== Task ==
Reproduce the records below in their entirety, character for character.

== Data items ==

//! Patch-related type definitions

use serde::{Deserialize, Serialize};
use std::fmt;

/// A package a patch declares itself compatible with
#[derive(Debug, Clone, PartialEq, Eq, Serialize, Deserialize)]
pub struct CompatiblePackage {
    pub name: String,
    /// Allowed version strings; empty means any version is accepted
    #[serde(default)]
    pub versions: Vec<String>,
}

impl CompatiblePackage {
    /// Create a declaration for a package
    pub fn new<I, S>(name: impl Into<String>, versions: I) -> Self
    where
        I: IntoIterator<Item = S>,
        S: Into<String>,
    {
        Self {
            name: name.into(),
            versions: versions.into_iter().map(Into::into).collect(),
        }
    }

    /// Declaration accepting any version of `name`
    pub fn any_version(name: impl Into<String>) -> Self {
        Self {
            name: name.into(),
            versions: Vec::new(),
        }
    }
}

/// What applying a patch requires from the engine
#[derive(Debug, Clone, Copy, PartialEq, Eq, Hash, Serialize, Deserialize, Default)]
#[serde(rename_all = "snake_case")]
pub enum PatchKind {
    /// Rewrites program code only
    #[default]
    Bytecode,
    /// Needs resources decoded and recompiled
    Resource,
}

impl fmt::Display for PatchKind {
    fn fmt(&self, f: &mut fmt::Formatter<'_>) -> fmt::Result {
        match self {
            Self::Bytecode => write!(f, "bytecode"),
            Self::Resource => write!(f, "resource"),
        }
    }
}

/// Catalog entry describing a patch's identity, compatibility and dependencies
#[derive(Debug, Clone, PartialEq, Eq, Serialize, Deserialize)]
pub struct PatchDescriptor {
    pub name: String,
    #[serde(default)]
    pub version: String,
    #[serde(default)]
    pub description: String,
    /// Selected by default when presenting choices
    #[serde(default)]
    pub include: bool,
    #[serde(default)]
    pub compatible_packages: Vec<CompatiblePackage>,
    /// Names of patches that must be applied along with this one
    #[serde(default)]
    pub dependencies: Vec<String>,
    #[serde(default)]
    pub kind: PatchKind,
}

impl PatchDescriptor {
    /// Create a bytecode patch with no declarations or dependencies
    pub fn new(name: impl Into<String>, version: impl Into<String>) -> Self {
        Self {
            name: name.into(),
            version: version.into(),
            description: String::new(),
            include: false,
            compatible_packages: Vec::new(),
            dependencies: Vec::new(),
            kind: PatchKind::Bytecode,
        }
    }

    #[must_use]
    pub fn with_description(mut self, description: impl Into<String>) -> Self {
        self.description = description.into();
        self
    }

    #[must_use]
    pub fn with_include(mut self, include: bool) -> Self {
        self.include = include;
        self
    }

    #[must_use]
    pub fn with_compatible(mut self, package: CompatiblePackage) -> Self {
        self.compatible_packages.push(package);
        self
    }

    #[must_use]
    pub fn with_dependency(mut self, name: impl Into<String>) -> Self {
        self.dependencies.push(name.into());
        self
    }

    #[must_use]
    pub fn with_kind(mut self, kind: PatchKind) -> Self {
        self.kind = kind;
        self
    }

    /// True when the patch declares no compatible packages at all
    #[must_use]
    pub fn is_universal(&self) -> bool {
        self.compatible_packages.is_empty()
    }

    /// True when some declaration names `package`, regardless of version
    #[must_use]
    pub fn declares_package(&self, package: &str) -> bool {
        self.compatible_packages.iter().any(|p| p.name == package)
    }

    /// Display record for this patch
    #[must_use]
    pub fn metadata(&self) -> PatchMetadata {
        PatchMetadata {
            name: self.name.clone(),
            version: self.version.clone(),
            description: self.description.clone(),
            include: self.include,
        }
    }
}

impl fmt::Display for PatchDescriptor {
    fn fmt(&self, f: &mut fmt::Formatter<'_>) -> fmt::Result {
        write!(f, "{}", self.name)
    }
}

/// Patch metadata handed to callers building a selection
#[derive(Debug, Clone, PartialEq, Eq, Serialize, Deserialize)]
pub struct PatchMetadata {
    pub name: String,
    pub version: String,
    pub description: String,
    pub include: bool,
}
//! Dependency graph over patch names

use rvx_errors::CatalogError;
use rvx_types::PatchDescriptor;
use std::collections::{HashMap, HashSet};

/// Name-keyed view of patches and their dependency edges
#[derive(Debug, Clone)]
pub struct DependencyGraph<'a> {
    nodes: HashMap<&'a str, &'a PatchDescriptor>,
    order: Vec<&'a str>,
}

impl<'a> DependencyGraph<'a> {
    /// Build a graph from patches; later duplicates of a name are ignored
    pub fn new<I>(patches: I) -> Self
    where
        I: IntoIterator<Item = &'a PatchDescriptor>,
    {
        let mut nodes = HashMap::new();
        let mut order = Vec::new();
        for patch in patches {
            if nodes.insert(patch.name.as_str(), patch).is_none() {
                order.push(patch.name.as_str());
            }
        }
        Self { nodes, order }
    }

    /// Look up a node by name
    #[must_use]
    pub fn get(&self, name: &str) -> Option<&'a PatchDescriptor> {
        self.nodes.get(name).copied()
    }

    /// Verify every edge points at a known node
    ///
    /// # Errors
    ///
    /// Returns `UnresolvedDependency` for the first dangling edge.
    pub fn check_references(&self) -> Result<(), CatalogError> {
        for name in &self.order {
            let patch = self.nodes[name];
            if let Some(missing) = patch
                .dependencies
                .iter()
                .find(|dep| !self.nodes.contains_key(dep.as_str()))
            {
                return Err(CatalogError::UnresolvedDependency {
                    patch: patch.name.clone(),
                    dependency: missing.clone(),
                });
            }
        }
        Ok(())
    }

    /// Verify the graph has no cycles
    ///
    /// # Errors
    ///
    /// Returns `DependencyCycle` naming the first cycle found.
    pub fn check_acyclic(&self) -> Result<(), CatalogError> {
        let mut visited = HashSet::new();
        let mut path = Vec::new();
        for name in &self.order {
            self.visit(
                self.nodes[name],
                &|_: &PatchDescriptor| false,
                &mut visited,
                &mut path,
            )?;
        }
        Ok(())
    }

    /// True if a root or anything it transitively depends on satisfies `predicate`.
    ///
    /// Stops at the first match.
    ///
    /// # Errors
    ///
    /// Returns `DependencyCycle` if traversal runs into a cycle before a match,
    /// or `UnresolvedDependency` for an edge to an unknown patch.
    pub fn any_reachable<I, P>(&self, roots: I, predicate: P) -> Result<bool, CatalogError>
    where
        I: IntoIterator<Item = &'a PatchDescriptor>,
        P: Fn(&PatchDescriptor) -> bool,
    {
        let mut visited = HashSet::new();
        let mut path = Vec::new();
        for root in roots {
            if self.visit(root, &predicate, &mut visited, &mut path)? {
                return Ok(true);
            }
        }
        Ok(false)
    }

    fn visit<P>(
        &self,
        node: &'a PatchDescriptor,
        predicate: &P,
        visited: &mut HashSet<&'a str>,
        path: &mut Vec<&'a str>,
    ) -> Result<bool, CatalogError>
    where
        P: Fn(&PatchDescriptor) -> bool,
    {
        let name = node.name.as_str();
        if let Some(start) = path.iter().position(|n| *n == name) {
            let mut cycle: Vec<&str> = path[start..].to_vec();
            cycle.push(name);
            return Err(CatalogError::DependencyCycle {
                cycle: cycle.join(" -> "),
            });
        }
        if !visited.insert(name) {
            return Ok(false);
        }
        if predicate(node) {
            return Ok(true);
        }

        path.push(name);
        for dep in &node.dependencies {
            let child = self
                .get(dep)
                .ok_or_else(|| CatalogError::UnresolvedDependency {
                    patch: node.name.clone(),
                    dependency: dep.clone(),
                })?;
            if self.visit(child, predicate, visited, path)? {
                return Ok(true);
            }
        }
        path.pop();
        Ok(false)
    }
}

== Exercise result ==
//! Patch-related type definitions

use serde::{Deserialize, Serialize};
use std::fmt;

/// A package a patch declares itself compatible with
#[derive(Debug, Clone, PartialEq, Eq, Serialize, Deserialize)]
pub struct CompatiblePackage {
    pub name: String,
    /// Allowed version strings; empty means any version is accepted
    #[serde(default)]
    pub versions: Vec<String>,
}

impl CompatiblePackage {
    /// Create a declaration for a package
    pub fn new<I, S>(name: impl Into<String>, versions: I) -> Self
    where
        I: IntoIterator<Item = S>,
        S: Into<String>,
    {
        Self {
            name: name.into(),
            versions: versions.into_iter().map(Into::into).collect(),
        }
    }

    /// Declaration accepting any version of `name`
    pub fn any_version(name: impl Into<String>) -> Self {
        Self {
            name: name.into(),
            versions: Vec::new(),
        }
    }
}

/// What applying a patch requires from the engine
#[derive(Debug, Clone, Copy, PartialEq, Eq, Hash, Serialize, Deserialize, Default)]
#[serde(rename_all = "snake_case")]
pub enum PatchKind {
    /// Rewrites program code only
    #[default]
    Bytecode,
    /// Needs resources decoded and recompiled
    Resource,
}

impl fmt::Display for PatchKind {
    fn fmt(&self, f: &mut fmt::Formatter<'_>) -> fmt::Result {
        match self {
            Self::Bytecode => write!(f, "bytecode"),
            Self::Resource => write!(f, "resource"),
        }
    }
}

/// Catalog entry describing a patch's identity, compatibility and dependencies
#[derive(Debug, Clone, PartialEq, Eq, Serialize, Deserialize)]
pub struct PatchDescriptor {
    pub name: String,
    #[serde(default)]
    pub version: String,
    #[serde(default)]
    pub description: String,
    /// Selected by default when presenting choices
    #[serde(default)]
    pub include: bool,
    #[serde(default)]
    pub compatible_packages: Vec<CompatiblePackage>,
    /// Names of patches that must be applied along with this one
    #[serde(default)]
    pub dependencies: Vec<String>,
    #[serde(default)]
    pub kind: PatchKind,
}

impl PatchDescriptor {
    /// Create a bytecode patch with no declarations or dependencies
    pub fn new(name: impl Into<String>, version: impl Into<String>) -> Self {
        Self {
            name: name.into(),
            version: version.into(),
            description: String::new(),
            include: false,
            compatible_packages: Vec::new(),
            dependencies: Vec::new(),
            kind: PatchKind::Bytecode,
        }
    }

    #[must_use]
    pub fn with_description(mut self, description: impl Into<String>) -> Self {
        self.description = description.into();
        self
    }

    #[must_use]
    pub fn with_include(mut self, include: bool) -> Self {
        self.include = include;
        self
    }

    #[must_use]
    pub fn with_compatible(mut self, package: CompatiblePackage) -> Self {
        self.compatible_packages.push(package);
        self
    }

    #[must_use]
    pub fn with_dependency(mut self, name: impl Into<String>) -> Self {
        self.dependencies.push(name.into());
        self
    }

    #[must_use]
    pub fn with_kind(mut self, kind: PatchKind) -> Self {
        self.kind = kind;
        self
    }

    /// True when the patch declares no compatible packages at all
    #[must_use]
    pub fn is_universal(&self) -> bool {
        self.compatible_packages.is_empty()
    }

    /// True when some declaration names `package`, regardless of version
    #[must_use]
    pub fn declares_package(&self, package: &str) -> bool {
        self.compatible_packages.iter().any(|p| p.name == package)
    }

    /// Display record for this patch
    #[must_use]
    pub fn metadata(&self) -> PatchMetadata {
        PatchMetadata {
            name: self.name.clone(),
            version: self.version.clone(),
            description: self.description.clone(),
            include: self.include,
        }
    }
}

impl fmt::Display for PatchDescriptor {
    fn fmt(&self, f: &mut fmt::Formatter<'_>) -> fmt::Result {
        write!(f, "{}", self.name)
    }
}

/// Patch metadata handed to callers building a selection
#[derive(Debug, Clone, PartialEq, Eq, Serialize, Deserialize)]
pub struct PatchMetadata {
    pub name: String,
    pub version: String,
    pub description: String,
    pub include: bool,
}
//! Dependency graph over patch names

use rvx_errors::CatalogError;
use rvx_types::PatchDescriptor;
use std::collections::{HashMap, HashSet};

/// Name-keyed view of patches and their dependency edges
#[derive(Debug, Clone)]
pub struct DependencyGraph<'a> {
    nodes: HashMap<&'a str, &'a PatchDescriptor>,
    order: Vec<&'a str>,
}

impl<'a> DependencyGraph<'a> {
    /// Build a graph from patches; later duplicates of a name are ignored
    pub fn new<I>(patches: I) -> Self
    where
        I: IntoIterator<Item = &'a PatchDescriptor>,
    {
        let mut nodes = HashMap::new();
        let mut order = Vec::new();
        for patch in patches {
            if nodes.insert(patch.name.as_str(), patch).is_none() {
                order.push(patch.name.as_str());
            }
        }
        Self { nodes, order }
    }

    /// Look up a node by name
    #[must_use]
    pub fn get(&self, name: &str) -> Option<&'a PatchDescriptor> {
        self.nodes.get(name).copied()
    }

    /// Verify every edge points at a known node
    ///
    /// # Errors
    ///
    /// Returns `UnresolvedDependency` for the first dangling edge.
    pub fn check_references(&self) -> Result<(), CatalogError> {
        for name in &self.order {
            let patch = self.nodes[name];
            if let Some(missing) = patch
                .dependencies
                .iter()
                .find(|dep| !self.nodes.contains_key(dep.as_str()))
            {
                return Err(CatalogError::UnresolvedDependency {
                    patch: patch.name.clone(),
                    dependency: missing.clone(),
                });
            }
        }
        Ok(())
    }

    /// Verify the graph has no cycles
    ///
    /// # Errors
    ///
    /// Returns `DependencyCycle` naming the first cycle found.
    pub fn check_acyclic(&self) -> Result<(), CatalogError> {
        let mut visited = HashSet::new();
        let mut path = Vec::new();
        for name in &self.order {
            self.visit(
                self.nodes[name],
                &|_: &PatchDescriptor| false,
                &mut visited,
                &mut path,
            )?;
        }
        Ok(())
    }

    /// True if a root or anything it transitively depends on satisfies `predicate`.
    ///
    /// Stops at the first match.
    ///
    /// # Errors
    ///
    /// Returns `DependencyCycle` if traversal runs into a cycle before a match,
    /// or `UnresolvedDependency` for an edge to an unknown patch.
    pub fn any_reachable<I, P>(&self, roots: I, predicate: P) -> Result<bool, CatalogError>
    where
        I: IntoIterator<Item = &'a PatchDescriptor>,
        P: Fn(&PatchDescriptor) -> bool,
    {
        let mut visited = HashSet::new();
        let mut path = Vec::new();
        for root in roots {
            if self.visit(root, &predicate, &mut visited, &mut path)? {
                return Ok(true);
            }
        }
        Ok(false)
    }

    fn visit<P>(
        &self,
        node: &'a PatchDescriptor,
        predicate: &P,
        visited: &mut HashSet<&'a str>,
        path: &mut Vec<&'a str>,
    ) -> Result<bool, CatalogError>
    where
        P: Fn(&PatchDescriptor) -> bool,
    {
        let name = node.name.as_str();
        if let Some(start) = path.iter().position(|n| *n == name) {
            let mut cycle: Vec<&str> = path[start..].to_vec();
            cycle.push(name);
            return Err(CatalogError::DependencyCycle {
                cycle: cycle.join(" -> "),
            });
        }
        if !visited.insert(name) {
            return Ok(false);
        }
        if predicate(node) {
            return Ok(true);
        }

        path.push(name);
        for dep in &node.dependencies {
            let child = self
                .get(dep)
                .ok_or_else(|| CatalogError::UnresolvedDependency {
                    patch: node.name.clone(),
                    dependency: dep.clone(),
                })?;
            if self.visit(child, predicate, visited, path)? {
                return Ok(true);
            }
        }
        path.pop();
        Ok(false)
    }
}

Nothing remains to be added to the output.